Con il termine Private Equity si indica l’attività di investimento nel capitale di rischio di società non quotate. I fondi di private equity raccolgono capitali da privati e investitori istituzionali (come banche, fondazioni, compagnie di assicurazione e fondi pensione) per investirli in imprese non quotate ad alto potenziale di crescita, tipicamente Pmi e startup. L’obiettivo è sostenere lo sviluppo delle società nei periodi critici del loro ciclo di vita per poi trarne profitto attraverso la quotazione in borsa o la vendita delle azioni ad un altro investitore.
L’investitore di private equity rileva quote del capitale di rischio di un’impresa mediante due modalità: acquisendo azioni esistenti dai suoi soci (buyout), oppure sottoscrivendo azioni di nuova emissione e dunque apportando capitali ‘freschi’ all’interno della società target, per sostenerne i piani di sviluppo e di crescita, il rafforzamento della struttura finanziaria, acquisizioni e fusioni, oppure per lo sviluppo di nuovi prodotti e nuove tecnologie.

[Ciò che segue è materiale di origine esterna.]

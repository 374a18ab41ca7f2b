//! Provides a self-contained type for displaying asset prices in US dollars.

use std::fmt;

/// Largest price accepted from a market feed, in dollars.
pub const MAX_PRICE: f64 = 1e12;

/// Prices at or above this many dollars are shown with grouped thousands.
const GROUPING_THRESHOLD: f64 = 1_000.0;

/// How a price is written out, chosen from the unrounded value.
#[derive(Debug, Clone, Copy, PartialEq, Eq)]
enum PriceBand {
    /// Below one dollar: four decimals.
    SubDollar,
    /// Below one thousand dollars: two decimals.
    Plain,
    /// Two decimals with `,` between groups of three digits.
    Grouped,
}

impl PriceBand {
    fn of(value: f64) -> Self {
        if value < 1.0 {
            PriceBand::SubDollar
        } else if value < GROUPING_THRESHOLD {
            PriceBand::Plain
        } else {
            PriceBand::Grouped
        }
    }

    fn decimals(&self) -> u32 {
        match self {
            PriceBand::SubDollar => 4,
            PriceBand::Plain | PriceBand::Grouped => 2,
        }
    }
}

/// Represents an asset price in US dollars.
///
/// The amount is kept as an unsigned count of the smallest displayed unit
/// (ten-thousandths below one dollar, cents otherwise). The band is picked
/// before rounding, so `0.99996` stays a sub-dollar price ("$1.0000") and
/// `999.996` stays ungrouped ("$1000.00").
#[derive(Debug, Clone, Copy, PartialEq, Eq)]
pub struct UsdPrice {
    minor: u64,
    band: PriceBand,
}

impl UsdPrice {
    /// Creates a new `UsdPrice` from a floating-point value, typically from an API.
    ///
    /// Returns `None` for values that are not finite, negative, or above
    /// [`MAX_PRICE`].
    ///
    /// # Examples
    /// ```
    /// use api::usd_price::UsdPrice;
    /// let price = UsdPrice::from_float(0.123456).unwrap();
    /// assert_eq!(price.to_string(), "$0.1235");
    /// assert!(UsdPrice::from_float(f64::NAN).is_none());
    /// ```
    pub fn from_float(value: f64) -> Option<Self> {
        if !value.is_finite() || !(0.0..=MAX_PRICE).contains(&value) {
            return None;
        }

        let band = PriceBand::of(value);
        let multiplier = 10_f64.powi(band.decimals() as i32);
        let minor = (value * multiplier).round() as u64;

        Some(Self { minor, band })
    }
}

/// Inserts `,` between every group of three digits.
fn group_thousands(digits: &str) -> String {
    let mut out = String::with_capacity(digits.len() + digits.len() / 3);
    for (i, ch) in digits.chars().enumerate() {
        if i > 0 && (digits.len() - i) % 3 == 0 {
            out.push(',');
        }
        out.push(ch);
    }
    out
}

/// Formats the price with a leading `$` (e.g. "$0.0421", "$24.50", "$43,200.00").
impl fmt::Display for UsdPrice {
    fn fmt(&self, f: &mut fmt::Formatter<'_>) -> fmt::Result {
        let decimals = self.band.decimals();
        let divisor = 10_u64.pow(decimals);
        let major_units = self.minor / divisor;
        let minor_units = self.minor % divisor;

        let major = match self.band {
            PriceBand::Grouped => group_thousands(&major_units.to_string()),
            PriceBand::SubDollar | PriceBand::Plain => major_units.to_string(),
        };

        write!(
            f,
            "${}.{:0width$}",
            major,
            minor_units,
            width = decimals as usize
        )
    }
}

/// Formats a fractional rate (e.g. `0.0421`) as a percentage with two decimals ("4.21%").
pub fn format_rate(rate: f64) -> String {
    format!("{:.2}%", rate * 100.0)
}

#[cfg(test)]
mod tests {
    use super::*;

    fn shown(value: f64) -> String {
        UsdPrice::from_float(value).unwrap().to_string()
    }

    #[test]
    fn sub_dollar_prices_show_four_decimals() {
        assert_eq!(shown(0.5), "$0.5000");
        assert_eq!(shown(0.123456), "$0.1235");
        assert_eq!(shown(0.0), "$0.0000");
    }

    #[test]
    fn mid_range_prices_show_two_decimals() {
        assert_eq!(shown(1.0), "$1.00");
        assert_eq!(shown(24.5), "$24.50");
        assert_eq!(shown(999.994), "$999.99");
    }

    #[test]
    fn large_prices_are_grouped() {
        assert_eq!(shown(1650.0), "$1,650.00");
        assert_eq!(shown(43200.0), "$43,200.00");
        assert_eq!(shown(1_234_567.891), "$1,234,567.89");
    }

    #[test]
    fn band_follows_the_unrounded_price() {
        assert_eq!(shown(0.99996), "$1.0000");
        assert_eq!(shown(999.996), "$1000.00");
    }

    #[test]
    fn out_of_range_prices_are_rejected() {
        for value in [f64::NAN, f64::INFINITY, f64::NEG_INFINITY, -0.5, -1e30, 1e15] {
            assert!(UsdPrice::from_float(value).is_none(), "{value} accepted");
        }
        assert_eq!(shown(MAX_PRICE), "$1,000,000,000,000.00");
    }

    #[test]
    fn rates_are_percentages() {
        assert_eq!(format_rate(0.042), "4.20%");
        assert_eq!(format_rate(0.1234), "12.34%");
        assert_eq!(format_rate(0.0), "0.00%");
    }
}
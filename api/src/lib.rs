//! This crate contains the platform-independent domain of the site: asset
//! records, market-data providers, price formatting and site configuration.

pub mod asset;
pub mod market_data;
pub mod prefs;
pub mod usd_price;

use market_data::solend::Solend;
use market_data::MarketSnapshot;
use prefs::site_prefs::SiteConfig;

/// Retrieves the lending-market snapshot from the configured endpoint.
///
/// Falls back to the fixed asset set on any failure; the returned snapshot
/// records which source was used.
pub async fn market_assets(config: &SiteConfig) -> MarketSnapshot {
    let provider = Solend::new(config.market_url);
    let snapshot = market_data::market_snapshot(&provider).await;

    dioxus_logger::tracing::debug!(
        "market snapshot from {}: {} assets",
        config.market_url,
        snapshot.assets.len()
    );

    snapshot
}
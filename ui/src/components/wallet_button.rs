use dioxus::prelude::*;

use crate::hooks::use_wallet::use_wallet;

/// A wallet connect/disconnect button.
///
/// Any number can be on screen at once (the header button and a page's hero
/// button); all of them render from the one shared session.
#[component]
pub fn WalletButton(#[props(default = false)] hero: bool) -> Element {
    let wallet = use_wallet();
    let display = wallet.display();

    let mut class = String::from("wallet-btn");
    if hero {
        class.push_str(" hero-wallet-btn");
    }
    if let Some(style) = display.style {
        class.push(' ');
        class.push_str(style);
    }
    let title = if wallet.is_connected() {
        "Click to disconnect"
    } else {
        "Connect a Solana wallet"
    };

    rsx! {
        button {
            class: "{class}",
            title: "{title}",
            onclick: move |_| wallet.toggle(),
            "{display.label}"
        }
    }
}
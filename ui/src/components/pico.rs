//! A set of reusable, lifetime-free Dioxus components for the Pico.css framework.
//! To use, ensure you have pico.min.css linked in your main application.

#![allow(non_snake_case)] // Allow PascalCase for component function names

use dioxus::prelude::*;

use crate::app_state::AppState;
use crate::copy::copy_with_feedback;
use crate::copy::CopyLabel;
use crate::feedback::Transient;

//=============================================================================
// Layout Components
//=============================================================================

/// A centered container for your content.
/// Wraps content in a `<main class="container">` element.
#[component]
pub fn Container(children: Element) -> Element {
    rsx! { main { class: "container", {children} } }
}

/// A responsive grid layout.
#[component]
pub fn Grid(children: Element) -> Element {
    rsx! { div { class: "grid", {children} } }
}

//=============================================================================
// Content Components
//=============================================================================

/// A card for grouping related content.
/// Wraps content in an `<article>` element.
#[component]
pub fn Card(children: Element) -> Element {
    rsx! { article { {children} } }
}

//=============================================================================
// Interactive Components
//=============================================================================

#[derive(PartialEq, Clone, Default)]
pub enum ButtonType {
    #[default]
    Primary,
    Secondary,
}

#[derive(Props, PartialEq, Clone)]
pub struct ButtonProps {
    children: Element,
    #[props(optional)]
    on_click: Option<EventHandler<MouseEvent>>,
    #[props(default)]
    button_type: ButtonType,
    #[props(default = false)]
    outline: bool,
}

/// A versatile button component.
pub fn Button(props: ButtonProps) -> Element {
    let variant = match props.button_type {
        ButtonType::Primary => "",
        ButtonType::Secondary => "secondary",
    };
    let outline = if props.outline { "outline" } else { "" };
    let class_str = format!("{variant} {outline}");

    rsx! {
        button {
            class: "{class_str.trim()}",
            onclick: move |evt| {
                if let Some(handler) = &props.on_click {
                    handler.call(evt);
                }
            },
            {props.children}
        }
    }
}

#[derive(Props, PartialEq, Clone)]
pub struct ModalProps {
    is_open: Signal<bool>,
    title: String,
    children: Element,
}

pub fn Modal(mut props: ModalProps) -> Element {
    rsx! {
        if (props.is_open)() {
            dialog {
                open: true,
                article {
                    header {
                        a {
                            href: "#",
                            "aria-label": "Close",
                            class: "close",
                            onclick: move |evt| {
                                evt.prevent_default();
                                props.is_open.set(false);
                            }
                        }
                        h3 { style: "margin-bottom: 0;", "{props.title}" }
                    }
                    {props.children}
                }
            }
        }
    }
}

/// Copies `text_to_copy` and flashes `Copied` or `Error` on its own label.
#[component]
pub fn CopyButton(text_to_copy: String) -> Element {
    let window = use_context::<AppState>().config.copy_feedback;
    let label = use_signal(|| Transient::new(CopyLabel::default()));

    rsx! {
        button {
            class: "secondary outline copy-btn",
            onclick: move |_| copy_with_feedback(label, &text_to_copy, window),
            "{label.read().current().text()}"
        }
    }
}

Una categoria peculiare del private equity è il venture capital, in cui il target di investimento è rappresentato da un’impresa in fase di startup o scaleup, che necessita di capitali per arrivare al mercato (si parla in questo caso di early stage financing) o che cerca capitali per consolidare ed accelerare la crescita in atto (expansion financing).
L’apporto di capitale è caratterizzato da un significativo profilo di rischio, in quanto non si può escludere il fallimento dell’impresa investita, con l’azzeramento totale o l’abbattimento parziale del valore del capitale (cd. write-off). Pertanto, al fine di tutelare il proprio investimento, gli operatori di private equity chiedono la sottoscrizione di patti parasociali abbastanza complessi, che contengono numerose clausole quali diritti di veto, la sottoscrizione di classi di azioni con privilegio in caso di liquidazione dell’impresa, regole anti-diluizione, la nomina di propri rappresentanti nel consiglio di amministrazione, diritti di tag-along e drag-along.
Il fondo di private equity si propone come un partner ‘a termine’, il cui obiettivo ultimo è la realizzazione di una plusvalenza finanziaria (capital gain). Ma esistono tipologie di player mossi anche da altri obiettivi. Diversi grandi gruppi industriali investono risorse finanziarie a sostegno di attività di investimento in startup anche per maturare opzioni reali sulle innovazioni generate, o per creare sinergie con le proprie attività (corporate venture capital). Esistono poi soggetti pubblici che stanziano risorse per gli investimenti, direttamente o tramite fondi di fondi, con l’obiettivo di creare innovazione, posti di lavoro e nuove imprese.
La fase di disinvestimento (exit) è cruciale e delicata per gli investitori. Essa viene già
pianificata - a grandi linee - nella fase di negoziazione dell’operazione e avviene il più delle volte dopo qualche anno (di norma da 3/4 a 7/8) con la cessione delle azioni ad un altro investitore (una grande impresa, o un altro soggetto del private equity, o l’imprenditore stesso interessato a riscattare la quota di capitale ceduta) o con la quotazione in Borsa attraverso un’Offerta Pubblica Iniziale (IPO), in cui le azioni verranno cedute al pubblico dei risparmiatori.